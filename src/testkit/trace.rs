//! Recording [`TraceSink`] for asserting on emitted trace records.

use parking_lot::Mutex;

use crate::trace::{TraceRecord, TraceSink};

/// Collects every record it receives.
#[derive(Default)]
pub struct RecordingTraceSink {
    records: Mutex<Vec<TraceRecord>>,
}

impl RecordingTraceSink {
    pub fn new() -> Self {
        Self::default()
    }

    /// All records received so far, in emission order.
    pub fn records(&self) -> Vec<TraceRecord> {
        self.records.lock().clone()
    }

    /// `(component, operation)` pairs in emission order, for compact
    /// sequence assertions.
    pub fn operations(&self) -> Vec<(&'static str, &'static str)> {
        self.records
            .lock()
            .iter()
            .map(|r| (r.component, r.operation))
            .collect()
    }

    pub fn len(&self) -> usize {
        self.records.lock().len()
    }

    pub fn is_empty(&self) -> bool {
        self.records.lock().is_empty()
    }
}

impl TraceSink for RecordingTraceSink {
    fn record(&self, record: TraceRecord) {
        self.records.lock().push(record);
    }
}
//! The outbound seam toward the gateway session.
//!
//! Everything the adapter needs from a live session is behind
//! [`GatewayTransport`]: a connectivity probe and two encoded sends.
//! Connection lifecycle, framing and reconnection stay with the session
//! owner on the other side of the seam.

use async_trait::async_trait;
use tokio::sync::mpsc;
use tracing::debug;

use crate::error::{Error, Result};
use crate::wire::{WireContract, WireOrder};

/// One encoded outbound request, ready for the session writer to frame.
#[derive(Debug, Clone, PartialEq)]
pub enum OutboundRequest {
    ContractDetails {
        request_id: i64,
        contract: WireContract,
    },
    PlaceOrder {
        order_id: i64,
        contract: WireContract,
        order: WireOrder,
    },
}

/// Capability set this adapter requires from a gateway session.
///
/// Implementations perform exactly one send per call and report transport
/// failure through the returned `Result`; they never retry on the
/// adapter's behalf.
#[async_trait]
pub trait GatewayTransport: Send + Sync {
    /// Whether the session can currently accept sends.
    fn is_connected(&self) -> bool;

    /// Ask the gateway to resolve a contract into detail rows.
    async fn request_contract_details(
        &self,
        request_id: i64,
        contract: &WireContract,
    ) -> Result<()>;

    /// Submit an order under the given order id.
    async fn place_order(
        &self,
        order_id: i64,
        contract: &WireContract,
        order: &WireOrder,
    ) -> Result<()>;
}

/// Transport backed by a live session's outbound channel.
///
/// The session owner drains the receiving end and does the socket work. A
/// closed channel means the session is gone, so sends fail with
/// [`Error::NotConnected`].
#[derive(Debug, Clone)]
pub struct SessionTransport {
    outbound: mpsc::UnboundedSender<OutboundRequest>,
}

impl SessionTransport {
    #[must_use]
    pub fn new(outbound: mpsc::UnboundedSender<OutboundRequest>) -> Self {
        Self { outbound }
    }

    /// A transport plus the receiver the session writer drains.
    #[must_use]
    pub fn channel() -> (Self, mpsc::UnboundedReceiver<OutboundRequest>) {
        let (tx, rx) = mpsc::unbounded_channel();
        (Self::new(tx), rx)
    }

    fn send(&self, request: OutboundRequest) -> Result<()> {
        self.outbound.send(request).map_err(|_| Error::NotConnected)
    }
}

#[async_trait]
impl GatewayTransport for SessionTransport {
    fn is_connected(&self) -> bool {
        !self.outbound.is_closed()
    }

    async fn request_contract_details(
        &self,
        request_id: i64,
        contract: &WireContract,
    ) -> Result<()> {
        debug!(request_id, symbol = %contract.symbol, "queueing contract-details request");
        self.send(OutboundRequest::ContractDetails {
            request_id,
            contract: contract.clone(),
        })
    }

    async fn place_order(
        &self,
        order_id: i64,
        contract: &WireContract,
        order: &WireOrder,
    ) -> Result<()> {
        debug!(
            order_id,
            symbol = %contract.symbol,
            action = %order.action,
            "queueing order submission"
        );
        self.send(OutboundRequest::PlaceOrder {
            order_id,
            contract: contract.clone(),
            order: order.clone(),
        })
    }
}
==
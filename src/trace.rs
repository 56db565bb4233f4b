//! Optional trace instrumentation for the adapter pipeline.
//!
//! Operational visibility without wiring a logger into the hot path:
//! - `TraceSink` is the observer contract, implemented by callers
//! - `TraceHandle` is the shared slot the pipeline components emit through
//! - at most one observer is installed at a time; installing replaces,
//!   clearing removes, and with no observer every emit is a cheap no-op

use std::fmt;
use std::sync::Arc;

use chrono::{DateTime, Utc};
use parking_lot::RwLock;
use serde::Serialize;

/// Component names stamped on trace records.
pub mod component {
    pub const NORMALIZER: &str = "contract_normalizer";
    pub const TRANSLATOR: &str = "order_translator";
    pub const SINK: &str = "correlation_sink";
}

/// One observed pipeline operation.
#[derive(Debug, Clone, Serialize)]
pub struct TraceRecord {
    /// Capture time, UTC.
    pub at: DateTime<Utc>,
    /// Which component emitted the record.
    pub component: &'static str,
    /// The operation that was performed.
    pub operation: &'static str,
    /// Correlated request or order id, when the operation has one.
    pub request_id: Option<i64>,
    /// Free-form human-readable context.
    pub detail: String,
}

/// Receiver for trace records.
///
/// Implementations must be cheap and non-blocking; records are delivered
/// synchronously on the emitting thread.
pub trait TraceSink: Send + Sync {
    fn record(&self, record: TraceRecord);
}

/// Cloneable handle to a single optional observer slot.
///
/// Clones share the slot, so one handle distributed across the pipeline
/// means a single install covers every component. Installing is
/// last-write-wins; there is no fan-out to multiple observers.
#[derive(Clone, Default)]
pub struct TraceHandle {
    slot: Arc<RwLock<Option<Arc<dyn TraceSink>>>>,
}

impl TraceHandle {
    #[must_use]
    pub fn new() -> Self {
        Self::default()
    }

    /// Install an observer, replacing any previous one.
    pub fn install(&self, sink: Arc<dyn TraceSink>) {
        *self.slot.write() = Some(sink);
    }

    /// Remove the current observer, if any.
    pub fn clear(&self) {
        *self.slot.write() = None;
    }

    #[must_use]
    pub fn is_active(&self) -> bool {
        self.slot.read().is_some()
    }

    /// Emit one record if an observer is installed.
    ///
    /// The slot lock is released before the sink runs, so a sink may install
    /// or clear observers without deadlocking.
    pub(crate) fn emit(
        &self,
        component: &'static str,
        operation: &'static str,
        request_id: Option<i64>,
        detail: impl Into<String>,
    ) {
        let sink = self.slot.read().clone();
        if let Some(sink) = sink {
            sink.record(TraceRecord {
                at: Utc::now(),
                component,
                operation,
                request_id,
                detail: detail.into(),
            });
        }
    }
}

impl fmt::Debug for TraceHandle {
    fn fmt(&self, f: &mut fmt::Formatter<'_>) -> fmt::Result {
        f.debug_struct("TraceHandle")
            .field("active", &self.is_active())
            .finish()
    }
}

What is being asked:
Across the entries above, find each line with the word "RwLock" and please copy it out.

The answer:
use parking_lot::RwLock;
    slot: Arc<RwLock<Option<Arc<dyn TraceSink>>>>,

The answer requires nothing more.